> **WHAT YOU HAVE TO DO**:
From the records below, output exactly the lines running from the line containing "if num_reports == 0" through the line containing "let (summary, reports)", and no others.

Saved entries
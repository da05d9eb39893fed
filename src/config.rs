use serde::{Deserialize, Serialize};
use std::path::{Path, PathBuf};

use crate::error::{SynthError, SynthResult};

pub const ENV_API_KEY: &str = "AZURE_OPENAI_API_KEY";
pub const ENV_ENDPOINT: &str = "AZURE_OPENAI_ENDPOINT";
pub const ENV_API_VERSION: &str = "AZURE_OPENAI_API_VERSION";
pub const ENV_DATA_DEPLOYMENT: &str = "AZURE_OPENAI_GPT4O_MINI_DEPLOYMENT";
pub const ENV_VISION_DEPLOYMENT: &str = "AZURE_OPENAI_GPT4O_MODEL_DEPLOYMENT";

const DEFAULT_API_VERSION: &str = "2024-02-01";
const DEFAULT_DATA_DEPLOYMENT: &str = "gpt-4o-mini";
const DEFAULT_VISION_DEPLOYMENT: &str = "gpt-4o";

#[derive(Debug, Clone, Default, Serialize, Deserialize)]
#[serde(default)]
pub struct SynthConfig {
    pub ai: AiConfig,
    pub generation: GenerationConfig,
    pub render: RenderConfig,
    pub logging: LoggingConfig,
}

#[derive(Debug, Clone, Serialize, Deserialize)]
#[serde(default)]
pub struct AiConfig {
    /// Per-request timeout for the completion endpoint
    pub request_timeout_secs: u64,
}

#[derive(Debug, Clone, Serialize, Deserialize)]
#[serde(default)]
pub struct GenerationConfig {
    pub labels_temperature: f32,
    pub labels_max_tokens: u32,
    pub data_temperature: f32,
    pub data_max_tokens: u32,
    pub avm_temperature: f32,
    pub avm_max_tokens: u32,

    /// Forms with more typed fields than this are generated in chunks
    pub chunk_threshold: usize,
    pub chunk_size: usize,

    /// Warn when completion tokens come this close to the limit
    pub truncation_margin: u32,

    /// Carry identity values across documents for the same variant index
    pub persona_consistency: bool,
}

#[derive(Debug, Clone, Copy, PartialEq, Eq, Serialize, Deserialize)]
#[serde(rename_all = "lowercase")]
pub enum RenderMode {
    /// Use whatever the host has installed
    Auto,
    Html,
    Pdf,
    Images,
}

#[derive(Debug, Clone, Serialize, Deserialize)]
#[serde(default)]
pub struct RenderConfig {
    pub mode: RenderMode,
    pub html_to_pdf_tool: String,
    pub rasterizer_tool: String,
    pub form_page_dpi: u32,
    pub field_name_page_dpi: u32,
    pub report_page_dpi: u32,
}

/// Logging configuration
#[derive(Debug, Clone, Serialize, Deserialize)]
#[serde(default)]
pub struct LoggingConfig {
    pub level: String,
    pub log_dir: PathBuf,
    pub enable_file_logging: bool,
    /// Sub-directory and file prefix of the per-run log
    pub prefix: String,
}

impl Default for AiConfig {
    fn default() -> Self {
        Self {
            request_timeout_secs: 300,
        }
    }
}

impl Default for GenerationConfig {
    fn default() -> Self {
        Self {
            labels_temperature: 0.1,
            labels_max_tokens: 12_000,
            data_temperature: 1.0,
            data_max_tokens: 16_000,
            avm_temperature: 0.9,
            avm_max_tokens: 4_000,
            chunk_threshold: 200,
            chunk_size: 150,
            truncation_margin: 100,
            persona_consistency: true,
        }
    }
}

impl Default for RenderConfig {
    fn default() -> Self {
        Self {
            mode: RenderMode::Auto,
            html_to_pdf_tool: "wkhtmltopdf".to_string(),
            rasterizer_tool: "pdftoppm".to_string(),
            form_page_dpi: 300,
            field_name_page_dpi: 200,
            report_page_dpi: 150,
        }
    }
}

impl Default for LoggingConfig {
    fn default() -> Self {
        Self {
            level: "info".to_string(),
            log_dir: PathBuf::from("logs"),
            enable_file_logging: true,
            prefix: "SyntheticData".to_string(),
        }
    }
}

impl SynthConfig {
    pub fn load_from_file<P: AsRef<Path>>(path: P) -> SynthResult<Self> {
        let path = path.as_ref();
        let content = std::fs::read_to_string(path).map_err(|e| {
            SynthError::configuration(format!("Failed to read config file {}: {}", path.display(), e))
        })?;

        toml::from_str(&content).map_err(|e| {
            SynthError::configuration(format!("Failed to parse config file {}: {}", path.display(), e))
        })
    }

    /// Defaults with environment overrides applied
    pub fn load_from_env() -> Self {
        let mut config = Self::default();
        config.apply_overrides(|key| std::env::var(key).ok());
        config
    }

    pub fn apply_overrides(&mut self, lookup: impl Fn(&str) -> Option<String>) {
        if let Some(mode) = lookup("FORMSYNTH_RENDER_MODE") {
            match mode.to_lowercase().as_str() {
                "auto" => self.render.mode = RenderMode::Auto,
                "html" => self.render.mode = RenderMode::Html,
                "pdf" => self.render.mode = RenderMode::Pdf,
                "images" => self.render.mode = RenderMode::Images,
                _ => {}
            }
        }

        if let Some(timeout) = lookup("FORMSYNTH_REQUEST_TIMEOUT_SECS") {
            if let Ok(value) = timeout.parse::<u64>() {
                self.ai.request_timeout_secs = value;
            }
        }

        if let Some(persona) = lookup("FORMSYNTH_PERSONA_CONSISTENCY") {
            self.generation.persona_consistency = persona.to_lowercase() == "true";
        }
    }

    pub fn save_to_file<P: AsRef<Path>>(&self, path: P) -> SynthResult<()> {
        let path = path.as_ref();
        let content = toml::to_string_pretty(self)
            .map_err(|e| SynthError::configuration(format!("Failed to serialize config: {}", e)))?;

        std::fs::write(path, content).map_err(|e| SynthError::write(path.display().to_string(), e))
    }
}

/// Credentials and deployments for the completion service
#[derive(Clone)]
pub struct AiCredentials {
    pub api_key: String,
    pub endpoint: String,
    pub api_version: String,
    /// Deployment used for synthetic values
    pub data_deployment: String,
    /// Deployment used for reading form images into labels
    pub vision_deployment: String,
}

impl std::fmt::Debug for AiCredentials {
    fn fmt(&self, f: &mut std::fmt::Formatter<'_>) -> std::fmt::Result {
        f.debug_struct("AiCredentials")
            .field("api_key", &"<redacted>")
            .field("endpoint", &self.endpoint)
            .field("api_version", &self.api_version)
            .field("data_deployment", &self.data_deployment)
            .field("vision_deployment", &self.vision_deployment)
            .finish()
    }
}

impl AiCredentials {
    pub fn from_env() -> SynthResult<Self> {
        Self::from_lookup(|key| std::env::var(key).ok())
    }

    pub fn from_lookup(lookup: impl Fn(&str) -> Option<String>) -> SynthResult<Self> {
        let present = |key: &str| lookup(key).filter(|v| !v.trim().is_empty());

        let missing: Vec<&str> = [ENV_API_KEY, ENV_ENDPOINT]
            .into_iter()
            .filter(|key| present(key).is_none())
            .collect();
        if !missing.is_empty() {
            return Err(SynthError::configuration(format!(
                "missing required environment variables: {}",
                missing.join(", ")
            )));
        }

        Ok(Self {
            api_key: present(ENV_API_KEY).unwrap_or_default(),
            endpoint: present(ENV_ENDPOINT).unwrap_or_default(),
            api_version: present(ENV_API_VERSION).unwrap_or_else(|| DEFAULT_API_VERSION.to_string()),
            data_deployment: present(ENV_DATA_DEPLOYMENT)
                .unwrap_or_else(|| DEFAULT_DATA_DEPLOYMENT.to_string()),
            vision_deployment: present(ENV_VISION_DEPLOYMENT)
                .unwrap_or_else(|| DEFAULT_VISION_DEPLOYMENT.to_string()),
        })
    }
}

#[cfg(test)]
mod tests {
    use super::*;
    use std::collections::HashMap;
    use tempfile::tempdir;

    fn lookup_from(pairs: &[(&str, &str)]) -> impl Fn(&str) -> Option<String> {
        let map: HashMap<String, String> = pairs
            .iter()
            .map(|(k, v)| (k.to_string(), v.to_string()))
            .collect();
        move |key| map.get(key).cloned()
    }

    #[test]
    fn test_default_config() {
        let config = SynthConfig::default();
        assert_eq!(config.generation.chunk_threshold, 200);
        assert_eq!(config.generation.chunk_size, 150);
        assert_eq!(config.render.mode, RenderMode::Auto);
        assert!(config.generation.persona_consistency);
    }

    #[test]
    fn test_partial_config_file_keeps_defaults() {
        let temp_dir = tempdir().unwrap();
        let config_path = temp_dir.path().join("formsynth.toml");
        std::fs::write(&config_path, "[render]\nmode = \"html\"\n").unwrap();

        let loaded = SynthConfig::load_from_file(&config_path).unwrap();
        assert_eq!(loaded.render.mode, RenderMode::Html);
        assert_eq!(loaded.render.rasterizer_tool, "pdftoppm");
        assert_eq!(loaded.ai.request_timeout_secs, 300);
        assert_eq!(loaded.generation.chunk_size, 150);
        assert_eq!(loaded.logging.level, "info");
    }

    #[test]
    fn test_config_serialization() {
        let mut config = SynthConfig::default();
        config.render.mode = RenderMode::Html;
        let temp_dir = tempdir().unwrap();
        let config_path = temp_dir.path().join("formsynth.toml");

        config.save_to_file(&config_path).unwrap();

        let loaded = SynthConfig::load_from_file(&config_path).unwrap();
        assert_eq!(loaded.render.mode, RenderMode::Html);
        assert_eq!(loaded.generation.data_max_tokens, 16_000);
    }

    #[test]
    fn test_env_overrides() {
        let mut config = SynthConfig::default();
        config.apply_overrides(lookup_from(&[
            ("FORMSYNTH_RENDER_MODE", "PDF"),
            ("FORMSYNTH_REQUEST_TIMEOUT_SECS", "42"),
            ("FORMSYNTH_PERSONA_CONSISTENCY", "false"),
        ]));
        assert_eq!(config.render.mode, RenderMode::Pdf);
        assert_eq!(config.ai.request_timeout_secs, 42);
        assert!(!config.generation.persona_consistency);
    }

    #[test]
    fn missing_credentials_are_a_configuration_error() {
        let err = AiCredentials::from_lookup(lookup_from(&[(ENV_ENDPOINT, "https://x")])).unwrap_err();
        assert!(!err.is_recoverable());
        assert!(err.to_string().contains(ENV_API_KEY));
    }

    #[test]
    fn credentials_fall_back_to_default_deployments() {
        let creds = AiCredentials::from_lookup(lookup_from(&[
            (ENV_API_KEY, "secret"),
            (ENV_ENDPOINT, "https://example.openai.azure.com/"),
        ]))
        .unwrap();
        assert_eq!(creds.api_version, "2024-02-01");
        assert_eq!(creds.data_deployment, "gpt-4o-mini");
        assert_eq!(creds.vision_deployment, "gpt-4o");
        assert!(!format!("{:?}", creds).contains("secret"));
    }
}
use std::path::Path;
use tracing::{info, warn};

use crate::ai::CompletionClient;
use crate::avm::AvmReportGenerator;
use crate::batch::{discover_pdfs, run_batch, BatchSummary};
use crate::config::AiCredentials;
use crate::context::RunContext;
use crate::error::{SynthError, SynthResult};
use crate::pipeline::{DocumentOutcome, FormPipeline};

/// Generate variants for a single fillable PDF
pub async fn single_command<C: CompletionClient>(
    context: &RunContext,
    client: &C,
    credentials: &AiCredentials,
    input_pdf: &Path,
) -> SynthResult<DocumentOutcome> {
    info!("📄 Single document mode: {:?}", input_pdf);
    if !input_pdf.is_file() {
        return Err(SynthError::configuration(format!(
            "Input PDF does not exist: {}",
            input_pdf.display()
        )));
    }

    let pipeline = FormPipeline::new(
        context,
        client,
        &credentials.data_deployment,
        &credentials.vision_deployment,
    );
    let outcome = pipeline.process_document(input_pdf).await?;

    println!("🎉 Generation Complete!");
    println!("   Document: {}", outcome.document_type);
    println!("   Variants generated: {}", outcome.variants.len());
    println!("   Variants failed: {}", outcome.failed_variants);
    println!("   Output directory: {:?}", outcome.output_dir);
    if let Some(report) = &outcome.validation_report {
        println!("   Validation report: {:?}", report);
    }
    Ok(outcome)
}

/// Generate variants for every PDF in a directory, continuing past failed documents
pub async fn batch_command<C: CompletionClient>(
    context: &RunContext,
    client: &C,
    credentials: &AiCredentials,
    batch_directory: &Path,
) -> SynthResult<BatchSummary> {
    info!("📁 Batch mode: {:?}", batch_directory);
    let pdfs = discover_pdfs(batch_directory)?;
    if pdfs.is_empty() {
        warn!("No PDF files found in {:?}", batch_directory);
        return Ok(BatchSummary::default());
    }

    let pipeline = FormPipeline::new(
        context,
        client,
        &credentials.data_deployment,
        &credentials.vision_deployment,
    );
    let pipeline = &pipeline;
    let (summary, _) = run_batch(
        &pdfs,
        |pdf| pdf.file_name().unwrap_or_default().to_string_lossy().into_owned(),
        move |_, pdf| pipeline.process_document(pdf),
    )
    .await?;

    summary.log("BATCH PROCESSING");
    print_summary("Batch Processing", &summary);
    Ok(summary)
}

/// Generate `num_reports` AVM reports under the output directory
pub async fn avm_command<C: CompletionClient>(
    context: &RunContext,
    client: &C,
    credentials: &AiCredentials,
    num_reports: usize,
) -> SynthResult<BatchSummary> {
    if num_reports == 0 {
        return Err(SynthError::configuration("--num_reports must be at least 1"));
    }
    info!("🏠 AVM mode: {} reports", num_reports);

    let generator = AvmReportGenerator::new(
        client,
        credentials.data_deployment.as_str(),
        context.prompts.avm_prompt()?,
        &context.config.generation,
        context.capabilities.report_renderer(),
        context.config.render.report_page_dpi,
    );
    let (summary, reports) = generator.generate_batch(num_reports, &context.output_root).await?;

    summary.log("AVM REPORT GENERATION");
    print_summary("AVM Report Generation", &summary);
    for report in &reports {
        println!("   ✓ {} -> {:?}", report.id, report.dir);
    }
    Ok(summary)
}

fn print_summary(title: &str, summary: &BatchSummary) {
    println!("\n{}", "=".repeat(50));
    println!("🎉 {} Complete!", title);
    println!("   Successfully processed: {}", summary.succeeded);
    println!("   Failed: {}", summary.failed());
    println!("   Total: {}", summary.total);
    for failure in &summary.failures {
        println!("   ✗ {}: {}", failure.item, failure.error);
    }
    println!("{}", "=".repeat(50));
}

> **TASK SOLUTION**:
    if num_reports == 0 {
        return Err(SynthError::configuration("--num_reports must be at least 1"));
    }
    info!("🏠 AVM mode: {} reports", num_reports);

    let generator = AvmReportGenerator::new(
        client,
        credentials.data_deployment.as_str(),
        context.prompts.avm_prompt()?,
        &context.config.generation,
        context.capabilities.report_renderer(),
        context.config.render.report_page_dpi,
    );
    let (summary, reports) = generator.generate_batch(num_reports, &context.output_root).await?;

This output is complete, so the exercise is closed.